BERT (Bidirectional Encoder Representations from Transformers)
BERT (Bidirectional Encoder Representations from Transformers) is a groundbreaking method in natural language processing (NLP) that revolutionized how algorithms understand human language. Developed by Google, BERT is designed to pre-train deep bidirectional representations from unlabeled text by jointly conditioning on both left and right context in all layers.
This means that, unlike previous models that read text sequentially (either left-to-right or right-to-left), BERT takes into account the full context of a word by looking at the words that come before and after it.

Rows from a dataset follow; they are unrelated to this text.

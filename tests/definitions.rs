//! Black-box `Includes`/glob loader tests against real temp-directory
//! fixtures (the loader's own `#[cfg(test)]` module covers the same ground
//! at the unit level; these exercise it through the public `load_definitions`
//! entry point only).

use std::io::Write;

use licentia::definitions::load_definitions;
use licentia::error::EngineError;

#[test]
fn includes_merge_list_extend_and_map_update() {
    let dir = tempfile::tempdir().unwrap();
    let base = dir.path().join("base.json");
    let shared = dir.path().join("shared.json");

    std::fs::write(
        &shared,
        r#"{ "Licenses": { "MIT": { "T1": true } }, "Rules": [{ "key": "SHARED" }] }"#,
    )
    .unwrap();

    std::fs::write(
        &base,
        r#"{
            "Includes": ["shared.json"],
            "Licenses": { "GPL-2.0-only": { "T1": true } },
            "Rules": [{ "key": "BASE" }]
        }"#,
    )
    .unwrap();

    let kb = load_definitions(&[base]).unwrap();
    assert!(kb.licenses.contains_key("MIT"));
    assert!(kb.licenses.contains_key("GPL-2.0-only"));
    let keys: Vec<_> = kb.rules.iter().filter_map(|r| r.key.clone()).collect();
    assert!(keys.contains(&"SHARED".to_string()));
    assert!(keys.contains(&"BASE".to_string()));
}

#[test]
fn star_glob_include_expands_every_match() {
    let dir = tempfile::tempdir().unwrap();
    let base = dir.path().join("base.json");

    for name in ["licenses-a.json", "licenses-b.json", "licenses-c.json"] {
        let mut f = std::fs::File::create(dir.path().join(name)).unwrap();
        write!(f, r#"{{ "Licenses": {{ "{name}": {{}} }} }}"#).unwrap();
    }
    std::fs::write(&base, r#"{ "Includes": ["licenses-*.json"] }"#).unwrap();

    let kb = load_definitions(&[base]).unwrap();
    assert_eq!(kb.licenses.len(), 3);
}

#[test]
fn malformed_includes_shape_is_a_json_error() {
    let dir = tempfile::tempdir().unwrap();
    let base = dir.path().join("base.json");
    std::fs::write(&base, r#"{ "Includes": "not-an-array" }"#).unwrap();

    let err = load_definitions(&[base]).unwrap_err();
    assert!(matches!(err, EngineError::Json { .. }));
}
//! The MUS Enumerator — MARCO (§4.6): enumerates all Minimal Unsatisfiable
//! Subsets (and, as a side effect of the algorithm, Maximal Satisfiable
//! Subsets) of a tagged set of soft assumptions against the kernel's hard
//! constraints.
//!
//! `MapSolver` is a second, independent `z3::Solver` over plain `Bool`
//! variables indexed by tag position, built on the same `Context` as the
//! kernel it enumerates over — it never touches the kernel's relation
//! sorts, exactly mirroring the source's use of a fresh `z3.Solver()` for
//! the map (§4.6).

use z3::ast::{Ast, Bool};
use z3::{Context, SatResult, Solver};

use crate::kernel::{CheckResult, Kernel};

#[derive(Debug, Clone, Copy, PartialEq, Eq)]
pub enum SetKind {
    Mus,
    Mss,
}

/// Enumerate every MUS and MSS of `tags` against `kernel`'s current hard
/// constraints. Grow/shrink try tags in index order, so the result is
/// deterministic for a given `tags` ordering (§4.6, §8 testable property).
pub fn enumerate<'ctx>(kernel: &Kernel<'ctx>, tags: &[String]) -> Vec<(SetKind, Vec<String>)> {
    let n = tags.len();
    let ctx = kernel.context();
    let map_solver = Solver::new(ctx);
    let map_vars: Vec<Bool<'ctx>> = (0..n)
        .map(|i| Bool::new_const(ctx, format!("__marco_map_{i}")))
        .collect();

    let mut results = Vec::new();

    while let Some(seed) = next_seed(&map_solver, &map_vars) {
        let seed_tags = active_tags(tags, &seed);

        match kernel.check(&seed_tags) {
            CheckResult::Unsat => {
                let mus = shrink_to_mus(kernel, tags, &seed);
                block_up(ctx, &map_solver, &map_vars, &mus);
                results.push((SetKind::Mus, active_tags(tags, &mus)));
            }
            CheckResult::Sat | CheckResult::Unknown(_) => {
                let mss = grow_to_mss(kernel, tags, &seed);
                block_down(ctx, &map_solver, &map_vars, &mss);
                results.push((SetKind::Mss, active_tags(tags, &mss)));
            }
        }
    }

    results
}

fn next_seed<'ctx>(map_solver: &Solver<'ctx>, map_vars: &[Bool<'ctx>]) -> Option<Vec<bool>> {
    match map_solver.check() {
        SatResult::Sat => {
            let model = map_solver.get_model()?;
            Some(
                map_vars
                    .iter()
                    .map(|v| model.eval(v, true).and_then(|b| b.as_bool()).unwrap_or(false))
                    .collect(),
            )
        }
        _ => None,
    }
}

fn active_tags(tags: &[String], mask: &[bool]) -> Vec<String> {
    tags.iter()
        .zip(mask.iter())
        .filter(|(_, &included)| included)
        .map(|(t, _)| t.clone())
        .collect()
}

/// Extend a SAT seed to a Maximal Satisfiable Subset by trying to add each
/// currently-excluded tag, in index order, keeping the addition only if the
/// kernel still reports SAT.
fn grow_to_mss<'ctx>(kernel: &Kernel<'ctx>, tags: &[String], seed: &[bool]) -> Vec<bool> {
    let mut current = seed.to_vec();
    for i in 0..tags.len() {
        if current[i] {
            continue;
        }
        current[i] = true;
        if !matches!(kernel.check(&active_tags(tags, &current)), CheckResult::Sat) {
            current[i] = false;
        }
    }
    current
}

/// Shrink an UNSAT seed to a Minimal Unsatisfiable Subset by trying to
/// remove each included tag, in index order, keeping the removal only if
/// the kernel still reports UNSAT.
fn shrink_to_mus<'ctx>(kernel: &Kernel<'ctx>, tags: &[String], seed: &[bool]) -> Vec<bool> {
    let mut current = seed.to_vec();
    for i in 0..tags.len() {
        if !current[i] {
            continue;
        }
        current[i] = false;
        if !matches!(kernel.check(&active_tags(tags, &current)), CheckResult::Unsat) {
            current[i] = true;
        }
    }
    current
}

/// No subset of a reported MSS is worth exploring again: require at least
/// one tag outside it to be included in any future seed.
fn block_down<'ctx>(ctx: &'ctx Context, map_solver: &Solver<'ctx>, map_vars: &[Bool<'ctx>], mss: &[bool]) {
    let outside: Vec<Bool<'ctx>> = map_vars
        .iter()
        .zip(mss.iter())
        .filter(|(_, &included)| !included)
        .map(|(v, _)| v.clone())
        .collect();
    assert_non_universal(ctx, map_solver, &outside);
}

/// No superset of a reported MUS is worth exploring again: require at least
/// one tag inside it to be excluded from any future seed.
fn block_up<'ctx>(ctx: &'ctx Context, map_solver: &Solver<'ctx>, map_vars: &[Bool<'ctx>], mus: &[bool]) {
    let inside: Vec<Bool<'ctx>> = map_vars
        .iter()
        .zip(mus.iter())
        .filter(|(_, &included)| included)
        .map(|(v, _)| v.not())
        .collect();
    assert_non_universal(ctx, map_solver, &inside);
}

fn assert_non_universal<'ctx>(ctx: &'ctx Context, map_solver: &Solver<'ctx>, disjuncts: &[Bool<'ctx>]) {
    if disjuncts.is_empty() {
        // The blocked set spans every tag: no future seed can avoid it.
        map_solver.assert(&Bool::from_bool(ctx, false));
        return;
    }
    let refs: Vec<&Bool<'ctx>> = disjuncts.iter().collect();
    map_solver.assert(&Bool::or(ctx, &refs));
}
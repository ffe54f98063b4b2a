//! Subject-level domain types: the concrete `Module`/`Component` a check is
//! run against, as opposed to the knowledge-base definitions that describe
//! licenses/rules/obligations in the abstract (see [`crate::definitions`]).

use std::collections::BTreeMap;

use crate::definitions::ModuleDef;
use crate::error::{EngineError, EngineResult};

/// A software distribution unit: a key, a set of boolean distribution-mode
/// properties, and the components it is made of.
#[derive(Debug, Clone, PartialEq)]
pub struct Module {
    pub key: String,
    pub properties: BTreeMap<String, bool>,
    pub components: BTreeMap<String, Component>,
}

/// A reusable piece of a module: a key, its own boolean properties, and the
/// ordered list of license keys it is offered under.
#[derive(Debug, Clone, PartialEq)]
pub struct Component {
    pub key: String,
    pub properties: BTreeMap<String, bool>,
    pub licenses: Vec<String>,
}

impl Module {
    /// Parse the module JSON input format (§6) and derive `dist_obj`/
    /// `dist_src` on every component from the module's own properties.
    ///
    /// A non-boolean property value or a non-string license entry is a
    /// subject error (§7): it aborts parsing rather than being silently
    /// dropped, because unlike a knowledge-base definition the subject is
    /// the thing under test — guessing its shape would invalidate the
    /// check, not merely narrow it.
    pub fn from_json(bytes: &[u8]) -> EngineResult<Module> {
        let def: ModuleDef = serde_json::from_slice(bytes).map_err(|source| EngineError::Json {
            path: "<module input>".into(),
            source,
        })?;
        Module::from_def(def)
    }

    pub fn from_def(def: ModuleDef) -> EngineResult<Module> {
        let properties = def.properties;

        let mut components = BTreeMap::new();
        for (comp_key, comp_def) in def.components {
            let mut props = comp_def.properties;
            derive_component_properties(&properties, &mut props);
            components.insert(
                comp_key.clone(),
                Component {
                    key: comp_key,
                    properties: props,
                    licenses: comp_def.licenses,
                },
            );
        }

        Ok(Module {
            key: def.key,
            properties,
            components,
        })
    }

    pub fn property(&self, name: &str) -> bool {
        *self.properties.get(name).unwrap_or(&false)
    }
}

impl Component {
    pub fn property(&self, name: &str) -> bool {
        *self.properties.get(name).unwrap_or(&false)
    }
}

/// `resolveComponentsProperties`: derive `dist_obj`/`dist_src` for a
/// component from its module's distribution-mode properties.
///
/// `dist_obj = D_op ∨ D_ipoa ∨ D_xa ∨ (D_sslib ∧ ¬OM_SaaS)`
/// `dist_src = D_cslib`
///
/// A component that already declares these keys explicitly keeps its own
/// value — the derivation only fills in what the module didn't override.
fn derive_component_properties(module_props: &BTreeMap<String, bool>, comp_props: &mut BTreeMap<String, bool>) {
    let mget = |k: &str| *module_props.get(k).unwrap_or(&false);

    let dist_obj =
        mget("D_op") || mget("D_ipoa") || mget("D_xa") || (mget("D_sslib") && !mget("OM_SaaS"));
    let dist_src = mget("D_cslib");

    comp_props.entry("dist_obj".to_string()).or_insert(dist_obj);
    comp_props.entry("dist_src".to_string()).or_insert(dist_src);
}

#[cfg(test)]
mod tests {
    use super::*;

    #[test]
    fn derives_dist_obj_from_d_op() {
        let mut module_props = BTreeMap::new();
        module_props.insert("D_op".to_string(), true);
        let mut comp_props = BTreeMap::new();
        derive_component_properties(&module_props, &mut comp_props);
        assert_eq!(comp_props.get("dist_obj"), Some(&true));
        assert_eq!(comp_props.get("dist_src"), Some(&false));
    }

    #[test]
    fn sslib_without_saas_derives_dist_obj() {
        let mut module_props = BTreeMap::new();
        module_props.insert("D_sslib".to_string(), true);
        let mut comp_props = BTreeMap::new();
        derive_component_properties(&module_props, &mut comp_props);
        assert_eq!(comp_props.get("dist_obj"), Some(&true));
    }

    #[test]
    fn sslib_with_saas_suppresses_dist_obj() {
        let mut module_props = BTreeMap::new();
        module_props.insert("D_sslib".to_string(), true);
        module_props.insert("OM_SaaS".to_string(), true);
        let mut comp_props = BTreeMap::new();
        derive_component_properties(&module_props, &mut comp_props);
        assert_eq!(comp_props.get("dist_obj"), Some(&false));
    }

    #[test]
    fn explicit_component_value_is_not_overridden() {
        let module_props = BTreeMap::new();
        let mut comp_props = BTreeMap::new();
        comp_props.insert("dist_obj".to_string(), true);
        derive_component_properties(&module_props, &mut comp_props);
        assert_eq!(comp_props.get("dist_obj"), Some(&true));
    }

    #[test]
    fn from_json_parses_module_and_components() {
        let json = br#"{
            "key": "acme-widget",
            "D_op": true,
            "components": {
                "libfoo": { "licenses": ["GPL-2.0-only"], "src_disclosed": false }
            }
        }"#;
        let module = Module::from_json(json).unwrap();
        assert_eq!(module.key, "acme-widget");
        assert!(module.property("D_op"));
        let comp = module.components.get("libfoo").unwrap();
        assert_eq!(comp.licenses, vec!["GPL-2.0-only".to_string()]);
        assert!(comp.property("dist_obj"));
        assert!(!comp.property("src_disclosed"));
    }
}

This approach allows BERT to capture a much richer understanding of language, including the nuanced meanings of words based on their context.
BERT has been pre-trained on a vast corpus of text from the internet and can be fine-tuned with just one additional output layer to create state-of-the-art models for a wide range of NLP tasks without substantial task-specific architecture modifications.

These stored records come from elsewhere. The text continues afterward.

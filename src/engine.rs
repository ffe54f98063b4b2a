//! Top-level entry point: owns a [`Kernel`] loaded once from a knowledge
//! base, and drives fresh [`Stack`]s through the [`checker`] for each
//! `check_module`/`check_component` call (§3 Lifecycle: "built once... then
//! repeatedly used in a transient push/check/pop cycle").
//!
//! An `Engine<'ctx>` borrows its `z3::Context` rather than owning it — the
//! caller builds one up front with `kernel::build_context` and keeps it
//! alive for as long as the engine (and any of its forks) are in use, the
//! same explicit-context-ownership convention
//! `logos_verification/src/solver.rs` uses for its own `Verifier`/
//! `VerificationContext` pair.

use std::rc::Rc;

use crate::checker::{self, ComponentResult, ModuleResult};
use crate::config::EngineConfig;
use crate::definitions::KnowledgeBaseDef;
use crate::domain::{Component, Module};
use crate::kernel::Kernel;
use crate::knowledge::{self, KnowledgeBase};
use crate::subject::Stack;

pub struct Engine<'ctx> {
    kernel: Kernel<'ctx>,
    knowledge: Rc<KnowledgeBase<'ctx>>,
}

impl<'ctx> Engine<'ctx> {
    /// Build an engine from configuration and a parsed knowledge base,
    /// compiling every license/constraint/obligation/rule axiom into the
    /// kernel exactly once. `ctx` must outlive the returned `Engine`.
    pub fn new(ctx: &'ctx z3::Context, config: &EngineConfig, defs: &KnowledgeBaseDef) -> Engine<'ctx> {
        let kernel = Kernel::new(ctx, config);
        let knowledge = Rc::new(knowledge::load(&kernel, defs));
        Engine { kernel, knowledge }
    }

    pub fn knowledge(&self) -> &KnowledgeBase<'ctx> {
        &self.knowledge
    }

    pub fn check_module(&self, module: &Module, components: Option<&[String]>) -> ModuleResult {
        let stack = Stack::new(&self.kernel);
        checker::check_module(&self.kernel, &stack, &self.knowledge, module, components)
    }

    pub fn check_component(&self, component: &Component, licenses: Option<&[String]>) -> ComponentResult {
        let stack = Stack::new(&self.kernel);
        checker::check_component(&self.kernel, &stack, &self.knowledge, component, licenses)
    }

    /// An independent engine sharing this one's read-only knowledge (§5,
    /// §9): `Kernel::fork()` gives it its own solver over the same
    /// `Context`, while the `Rc<KnowledgeBase>` (rule/license/obligation
    /// tables) is cloned, not recompiled. Forked engines may be driven from
    /// separate threads with no synchronization, but never touch the
    /// parent's `Kernel` while a fork built from it is active unless the
    /// caller enforces exclusion.
    pub fn fork(&self) -> Engine<'ctx> {
        Engine {
            kernel: self.kernel.fork(),
            knowledge: Rc::clone(&self.knowledge),
        }
    }
}

#[cfg(test)]
mod tests {
    use super::*;
    use crate::checker::CheckResult;
    use crate::kernel;
    use std::collections::BTreeMap;

    fn trivial_module() -> Module {
        let mut components = BTreeMap::new();
        components.insert(
            "test".to_string(),
            Component {
                key: "test".to_string(),
                properties: BTreeMap::new(),
                licenses: vec!["L1".to_string()],
            },
        );
        Module {
            key: "m".to_string(),
            properties: BTreeMap::new(),
            components,
        }
    }

    #[test]
    fn fork_shares_knowledge_and_is_independent() {
        let defs: KnowledgeBaseDef = serde_json::from_str(r#"{ "Licenses": { "L1": {} } }"#).unwrap();
        let ctx = kernel::build_context(&EngineConfig::default());
        let engine = Engine::new(&ctx, &EngineConfig::default(), &defs);
        let forked = engine.fork();

        let a = engine.check_module(&trivial_module(), None);
        let b = forked.check_module(&trivial_module(), None);
        assert_eq!(a, b);
        assert_eq!(a["test"]["L1"], CheckResult::Sat { obligations: vec![] });
    }
}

In sentiment analysis, BERT can understand the sentiment expressed in a complex sentence like "The movie was not bad at all." Traditional models might struggle with this sentence due to the presence of both "not" and "bad," which typically indicate negative sentiment. However, BERT, with its deep understanding of context, can correctly interpret that the sentence is expressing a positive sentiment.
Similarly, in question answering systems, BERT can understand the context of a question and provide more accurate answers by analyzing the relationships between words in both the question and the source text. For instance, when asked, "Who wrote Hamlet?" BERT can accurately identify "William Shakespeare" as the answer by understanding the context in which "Hamlet" appears in the text, even if the question's phrasing varies significantly.